» ABOUT THIS EXERCISE: The listing below contains a span that opens with the line containing "use uuid::Uuid;" and closes with the line containing "group.label() == trimmed)". Return that span exactly.

» THE RECORDS:
use std::collections::HashSet;
use std::fmt;
use std::str::FromStr;

use chrono::NaiveDate;
use serde::{Deserialize, Serialize};
use uuid::Uuid;

use crate::error::EbdError;

/// Name of an EBD class. Students and attendance events join on this value
/// by exact string equality; nothing guarantees a matching class record.
#[derive(Debug, Clone, PartialEq, Eq, PartialOrd, Ord, Hash, Serialize, Deserialize)]
#[serde(transparent)]
pub struct ClassName(pub String);

impl ClassName {
    pub fn new(name: impl Into<String>) -> Self {
        Self(name.into())
    }

    pub fn as_str(&self) -> &str {
        &self.0
    }
}

impl fmt::Display for ClassName {
    fn fmt(&self, f: &mut fmt::Formatter<'_>) -> fmt::Result {
        f.write_str(&self.0)
    }
}

#[derive(Debug, Clone, Copy, PartialEq, Eq, PartialOrd, Ord, Hash, Serialize, Deserialize)]
pub enum AgeGroup {
    #[serde(rename = "Criança 3 a 5 anos")]
    Preschool,
    #[serde(rename = "Criança de 6 a 11 anos")]
    Child,
    #[serde(rename = "Adolescente")]
    Teen,
    #[serde(rename = "Jovem")]
    Youth,
    #[serde(rename = "Adulto")]
    Adult,
}

impl AgeGroup {
    pub const ALL: [AgeGroup; 5] = [
        AgeGroup::Preschool,
        AgeGroup::Child,
        AgeGroup::Teen,
        AgeGroup::Youth,
        AgeGroup::Adult,
    ];

    pub fn label(self) -> &'static str {
        match self {
            AgeGroup::Preschool => "Criança 3 a 5 anos",
            AgeGroup::Child => "Criança de 6 a 11 anos",
            AgeGroup::Teen => "Adolescente",
            AgeGroup::Youth => "Jovem",
            AgeGroup::Adult => "Adulto",
        }
    }
}

impl fmt::Display for AgeGroup {
    fn fmt(&self, f: &mut fmt::Formatter<'_>) -> fmt::Result {
        f.write_str(self.label())
    }
}

impl FromStr for AgeGroup {
    type Err = EbdError;

    fn from_str(value: &str) -> Result<Self, Self::Err> {
        let trimmed = value.trim();
        AgeGroup::ALL
            .into_iter()
            .find(|group| group.label() == trimmed)
            .ok_or_else(|| EbdError::UnknownAgeGroup(trimmed.to_string()))
    }
}

#[derive(Debug, Clone, PartialEq, Serialize, Deserialize)]
pub struct Student {
    pub id: Uuid,
    pub name: String,
    pub age_group: AgeGroup,
    pub class_name: ClassName,
    pub enrollment_date: Option<NaiveDate>,
}

#[derive(Debug, Clone, PartialEq, Serialize, Deserialize)]
pub struct Class {
    /// `None` for classes known only because a student references them.
    pub id: Option<Uuid>,
    pub name: ClassName,
    pub teacher_name: Option<String>,
    pub age_group_criterion: AgeGroup,
}

#[derive(Debug, Clone, PartialEq, Serialize, Deserialize)]
pub struct AttendanceEvent {
    pub id: Uuid,
    pub date: NaiveDate,
    pub class_name: ClassName,
    pub present_student_ids: HashSet<Uuid>,
}

#[derive(Debug, Clone, Copy, PartialEq, Eq, PartialOrd, Ord, Hash, Serialize, Deserialize)]
pub enum AttendanceStatus {
    #[serde(rename = "Crítico")]
    Critical,
    #[serde(rename = "Atenção")]
    Attention,
    #[serde(rename = "Regular")]
    Regular,
}

impl AttendanceStatus {
    pub fn label(self) -> &'static str {
        match self {
            AttendanceStatus::Critical => "Crítico",
            AttendanceStatus::Attention => "Atenção",
            AttendanceStatus::Regular => "Regular",
        }
    }

    pub fn badge_color(self) -> &'static str {
        match self {
            AttendanceStatus::Critical => "red",
            AttendanceStatus::Attention => "amber",
            AttendanceStatus::Regular => "green",
        }
    }
}

impl fmt::Display for AttendanceStatus {
    fn fmt(&self, f: &mut fmt::Formatter<'_>) -> fmt::Result {
        f.write_str(self.label())
    }
}

#[derive(Debug, Clone, PartialEq, Serialize)]
pub struct AttendanceStats {
    pub total_eligible_sessions: usize,
    pub present_count: usize,
    pub percentage: f64,
    pub status: AttendanceStatus,
    pub events: Vec<AttendanceEvent>,
}

#[derive(Debug, Clone, PartialEq, Eq, Serialize)]
pub struct SessionOutcome {
    pub event_id: Uuid,
    pub date: NaiveDate,
    pub present: bool,
}

#[derive(Debug, Clone, PartialEq, Serialize)]
pub struct ClassSummary {
    pub class_name: ClassName,
    pub enrolled: usize,
    pub sessions: usize,
    pub average_percentage: f64,
    pub critical: usize,
    pub attention: usize,
    pub regular: usize,
}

» ANSWER:
use uuid::Uuid;

use crate::error::EbdError;

/// Name of an EBD class. Students and attendance events join on this value
/// by exact string equality; nothing guarantees a matching class record.
#[derive(Debug, Clone, PartialEq, Eq, PartialOrd, Ord, Hash, Serialize, Deserialize)]
#[serde(transparent)]
pub struct ClassName(pub String);

impl ClassName {
    pub fn new(name: impl Into<String>) -> Self {
        Self(name.into())
    }

    pub fn as_str(&self) -> &str {
        &self.0
    }
}

impl fmt::Display for ClassName {
    fn fmt(&self, f: &mut fmt::Formatter<'_>) -> fmt::Result {
        f.write_str(&self.0)
    }
}

#[derive(Debug, Clone, Copy, PartialEq, Eq, PartialOrd, Ord, Hash, Serialize, Deserialize)]
pub enum AgeGroup {
    #[serde(rename = "Criança 3 a 5 anos")]
    Preschool,
    #[serde(rename = "Criança de 6 a 11 anos")]
    Child,
    #[serde(rename = "Adolescente")]
    Teen,
    #[serde(rename = "Jovem")]
    Youth,
    #[serde(rename = "Adulto")]
    Adult,
}

impl AgeGroup {
    pub const ALL: [AgeGroup; 5] = [
        AgeGroup::Preschool,
        AgeGroup::Child,
        AgeGroup::Teen,
        AgeGroup::Youth,
        AgeGroup::Adult,
    ];

    pub fn label(self) -> &'static str {
        match self {
            AgeGroup::Preschool => "Criança 3 a 5 anos",
            AgeGroup::Child => "Criança de 6 a 11 anos",
            AgeGroup::Teen => "Adolescente",
            AgeGroup::Youth => "Jovem",
            AgeGroup::Adult => "Adulto",
        }
    }
}

impl fmt::Display for AgeGroup {
    fn fmt(&self, f: &mut fmt::Formatter<'_>) -> fmt::Result {
        f.write_str(self.label())
    }
}

impl FromStr for AgeGroup {
    type Err = EbdError;

    fn from_str(value: &str) -> Result<Self, Self::Err> {
        let trimmed = value.trim();
        AgeGroup::ALL
            .into_iter()
            .find(|group| group.label() == trimmed)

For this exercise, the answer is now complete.